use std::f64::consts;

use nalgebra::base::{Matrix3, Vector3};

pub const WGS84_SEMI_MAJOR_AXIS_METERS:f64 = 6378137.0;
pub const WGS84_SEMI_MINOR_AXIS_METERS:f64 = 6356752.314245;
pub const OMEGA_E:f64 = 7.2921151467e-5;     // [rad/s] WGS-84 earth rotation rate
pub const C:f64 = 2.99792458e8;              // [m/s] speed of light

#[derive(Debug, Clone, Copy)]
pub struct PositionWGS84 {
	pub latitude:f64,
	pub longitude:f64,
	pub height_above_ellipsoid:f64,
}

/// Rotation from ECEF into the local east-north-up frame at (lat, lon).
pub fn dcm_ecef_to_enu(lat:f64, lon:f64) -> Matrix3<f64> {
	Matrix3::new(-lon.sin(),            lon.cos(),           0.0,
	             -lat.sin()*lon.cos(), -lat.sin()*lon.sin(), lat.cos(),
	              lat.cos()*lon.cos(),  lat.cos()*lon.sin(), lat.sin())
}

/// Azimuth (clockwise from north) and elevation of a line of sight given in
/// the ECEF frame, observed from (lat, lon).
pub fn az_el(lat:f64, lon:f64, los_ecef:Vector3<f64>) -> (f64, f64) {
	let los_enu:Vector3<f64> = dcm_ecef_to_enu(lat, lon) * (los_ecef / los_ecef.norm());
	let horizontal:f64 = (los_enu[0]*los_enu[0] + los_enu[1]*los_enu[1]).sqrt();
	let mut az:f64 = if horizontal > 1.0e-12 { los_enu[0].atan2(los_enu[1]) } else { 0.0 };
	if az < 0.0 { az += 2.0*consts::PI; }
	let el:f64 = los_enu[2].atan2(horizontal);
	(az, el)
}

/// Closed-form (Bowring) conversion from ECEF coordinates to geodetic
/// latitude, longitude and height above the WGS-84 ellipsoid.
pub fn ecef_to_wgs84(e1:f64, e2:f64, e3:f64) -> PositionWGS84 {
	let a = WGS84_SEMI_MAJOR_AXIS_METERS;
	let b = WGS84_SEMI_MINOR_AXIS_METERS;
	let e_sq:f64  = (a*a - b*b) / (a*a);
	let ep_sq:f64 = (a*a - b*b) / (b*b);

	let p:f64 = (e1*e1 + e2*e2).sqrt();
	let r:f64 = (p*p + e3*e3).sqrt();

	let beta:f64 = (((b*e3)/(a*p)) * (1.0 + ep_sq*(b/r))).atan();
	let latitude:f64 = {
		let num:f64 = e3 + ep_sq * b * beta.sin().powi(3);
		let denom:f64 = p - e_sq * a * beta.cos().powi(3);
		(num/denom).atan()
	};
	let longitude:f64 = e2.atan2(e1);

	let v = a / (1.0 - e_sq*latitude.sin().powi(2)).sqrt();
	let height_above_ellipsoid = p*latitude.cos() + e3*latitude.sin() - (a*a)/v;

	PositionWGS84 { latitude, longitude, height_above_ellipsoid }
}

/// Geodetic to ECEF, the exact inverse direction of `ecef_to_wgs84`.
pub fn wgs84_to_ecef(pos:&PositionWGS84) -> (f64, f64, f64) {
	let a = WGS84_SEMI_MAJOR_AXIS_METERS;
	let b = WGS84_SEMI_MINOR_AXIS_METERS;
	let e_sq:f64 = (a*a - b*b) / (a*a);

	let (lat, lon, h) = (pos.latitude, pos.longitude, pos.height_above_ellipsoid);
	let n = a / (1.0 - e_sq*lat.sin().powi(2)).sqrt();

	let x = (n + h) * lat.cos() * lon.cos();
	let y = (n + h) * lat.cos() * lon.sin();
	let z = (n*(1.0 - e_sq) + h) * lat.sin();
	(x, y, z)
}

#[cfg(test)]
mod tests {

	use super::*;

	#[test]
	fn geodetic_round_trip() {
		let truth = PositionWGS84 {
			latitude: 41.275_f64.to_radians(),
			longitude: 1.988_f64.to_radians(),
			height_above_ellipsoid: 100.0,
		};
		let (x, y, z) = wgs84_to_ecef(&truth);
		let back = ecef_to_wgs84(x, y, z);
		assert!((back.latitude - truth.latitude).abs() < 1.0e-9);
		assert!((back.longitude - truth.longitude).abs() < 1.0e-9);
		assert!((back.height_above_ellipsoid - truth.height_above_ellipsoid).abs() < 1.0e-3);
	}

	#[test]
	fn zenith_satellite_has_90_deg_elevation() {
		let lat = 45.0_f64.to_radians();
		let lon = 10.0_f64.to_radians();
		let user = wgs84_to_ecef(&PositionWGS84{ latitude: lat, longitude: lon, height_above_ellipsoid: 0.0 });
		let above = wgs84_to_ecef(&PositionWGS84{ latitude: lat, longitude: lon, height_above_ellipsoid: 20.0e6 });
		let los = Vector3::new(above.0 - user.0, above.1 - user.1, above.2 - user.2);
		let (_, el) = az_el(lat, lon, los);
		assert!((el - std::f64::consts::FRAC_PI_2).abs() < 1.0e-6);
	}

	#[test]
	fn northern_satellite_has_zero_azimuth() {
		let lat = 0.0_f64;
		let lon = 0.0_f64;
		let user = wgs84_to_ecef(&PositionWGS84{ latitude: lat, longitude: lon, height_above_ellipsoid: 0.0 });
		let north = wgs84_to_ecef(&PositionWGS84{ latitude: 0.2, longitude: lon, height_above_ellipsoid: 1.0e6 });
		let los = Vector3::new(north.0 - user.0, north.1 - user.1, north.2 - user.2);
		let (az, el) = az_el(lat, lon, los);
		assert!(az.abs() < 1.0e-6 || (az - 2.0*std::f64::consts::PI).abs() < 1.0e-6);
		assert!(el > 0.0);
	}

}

WORK INSTRUCTIONS
Exact copies of all the records are required.

EXPECTED OUTPUT
use std::f64::consts;

use nalgebra::base::{Matrix3, Vector3};

pub const WGS84_SEMI_MAJOR_AXIS_METERS:f64 = 6378137.0;
pub const WGS84_SEMI_MINOR_AXIS_METERS:f64 = 6356752.314245;
pub const OMEGA_E:f64 = 7.2921151467e-5;     // [rad/s] WGS-84 earth rotation rate
pub const C:f64 = 2.99792458e8;              // [m/s] speed of light

#[derive(Debug, Clone, Copy)]
pub struct PositionWGS84 {
	pub latitude:f64,
	pub longitude:f64,
	pub height_above_ellipsoid:f64,
}

/// Rotation from ECEF into the local east-north-up frame at (lat, lon).
pub fn dcm_ecef_to_enu(lat:f64, lon:f64) -> Matrix3<f64> {
	Matrix3::new(-lon.sin(),            lon.cos(),           0.0,
	             -lat.sin()*lon.cos(), -lat.sin()*lon.sin(), lat.cos(),
	              lat.cos()*lon.cos(),  lat.cos()*lon.sin(), lat.sin())
}

/// Azimuth (clockwise from north) and elevation of a line of sight given in
/// the ECEF frame, observed from (lat, lon).
pub fn az_el(lat:f64, lon:f64, los_ecef:Vector3<f64>) -> (f64, f64) {
	let los_enu:Vector3<f64> = dcm_ecef_to_enu(lat, lon) * (los_ecef / los_ecef.norm());
	let horizontal:f64 = (los_enu[0]*los_enu[0] + los_enu[1]*los_enu[1]).sqrt();
	let mut az:f64 = if horizontal > 1.0e-12 { los_enu[0].atan2(los_enu[1]) } else { 0.0 };
	if az < 0.0 { az += 2.0*consts::PI; }
	let el:f64 = los_enu[2].atan2(horizontal);
	(az, el)
}

/// Closed-form (Bowring) conversion from ECEF coordinates to geodetic
/// latitude, longitude and height above the WGS-84 ellipsoid.
pub fn ecef_to_wgs84(e1:f64, e2:f64, e3:f64) -> PositionWGS84 {
	let a = WGS84_SEMI_MAJOR_AXIS_METERS;
	let b = WGS84_SEMI_MINOR_AXIS_METERS;
	let e_sq:f64  = (a*a - b*b) / (a*a);
	let ep_sq:f64 = (a*a - b*b) / (b*b);

	let p:f64 = (e1*e1 + e2*e2).sqrt();
	let r:f64 = (p*p + e3*e3).sqrt();

	let beta:f64 = (((b*e3)/(a*p)) * (1.0 + ep_sq*(b/r))).atan();
	let latitude:f64 = {
		let num:f64 = e3 + ep_sq * b * beta.sin().powi(3);
		let denom:f64 = p - e_sq * a * beta.cos().powi(3);
		(num/denom).atan()
	};
	let longitude:f64 = e2.atan2(e1);

	let v = a / (1.0 - e_sq*latitude.sin().powi(2)).sqrt();
	let height_above_ellipsoid = p*latitude.cos() + e3*latitude.sin() - (a*a)/v;

	PositionWGS84 { latitude, longitude, height_above_ellipsoid }
}

/// Geodetic to ECEF, the exact inverse direction of `ecef_to_wgs84`.
pub fn wgs84_to_ecef(pos:&PositionWGS84) -> (f64, f64, f64) {
	let a = WGS84_SEMI_MAJOR_AXIS_METERS;
	let b = WGS84_SEMI_MINOR_AXIS_METERS;
	let e_sq:f64 = (a*a - b*b) / (a*a);

	let (lat, lon, h) = (pos.latitude, pos.longitude, pos.height_above_ellipsoid);
	let n = a / (1.0 - e_sq*lat.sin().powi(2)).sqrt();

	let x = (n + h) * lat.cos() * lon.cos();
	let y = (n + h) * lat.cos() * lon.sin();
	let z = (n*(1.0 - e_sq) + h) * lat.sin();
	(x, y, z)
}

#[cfg(test)]
mod tests {

	use super::*;

	#[test]
	fn geodetic_round_trip() {
		let truth = PositionWGS84 {
			latitude: 41.275_f64.to_radians(),
			longitude: 1.988_f64.to_radians(),
			height_above_ellipsoid: 100.0,
		};
		let (x, y, z) = wgs84_to_ecef(&truth);
		let back = ecef_to_wgs84(x, y, z);
		assert!((back.latitude - truth.latitude).abs() < 1.0e-9);
		assert!((back.longitude - truth.longitude).abs() < 1.0e-9);
		assert!((back.height_above_ellipsoid - truth.height_above_ellipsoid).abs() < 1.0e-3);
	}

	#[test]
	fn zenith_satellite_has_90_deg_elevation() {
		let lat = 45.0_f64.to_radians();
		let lon = 10.0_f64.to_radians();
		let user = wgs84_to_ecef(&PositionWGS84{ latitude: lat, longitude: lon, height_above_ellipsoid: 0.0 });
		let above = wgs84_to_ecef(&PositionWGS84{ latitude: lat, longitude: lon, height_above_ellipsoid: 20.0e6 });
		let los = Vector3::new(above.0 - user.0, above.1 - user.1, above.2 - user.2);
		let (_, el) = az_el(lat, lon, los);
		assert!((el - std::f64::consts::FRAC_PI_2).abs() < 1.0e-6);
	}

	#[test]
	fn northern_satellite_has_zero_azimuth() {
		let lat = 0.0_f64;
		let lon = 0.0_f64;
		let user = wgs84_to_ecef(&PositionWGS84{ latitude: lat, longitude: lon, height_above_ellipsoid: 0.0 });
		let north = wgs84_to_ecef(&PositionWGS84{ latitude: 0.2, longitude: lon, height_above_ellipsoid: 1.0e6 });
		let los = Vector3::new(north.0 - user.0, north.1 - user.1, north.2 - user.2);
		let (az, el) = az_el(lat, lon, los);
		assert!(az.abs() < 1.0e-6 || (az - 2.0*std::f64::consts::PI).abs() < 1.0e-6);
		assert!(el > 0.0);
	}

}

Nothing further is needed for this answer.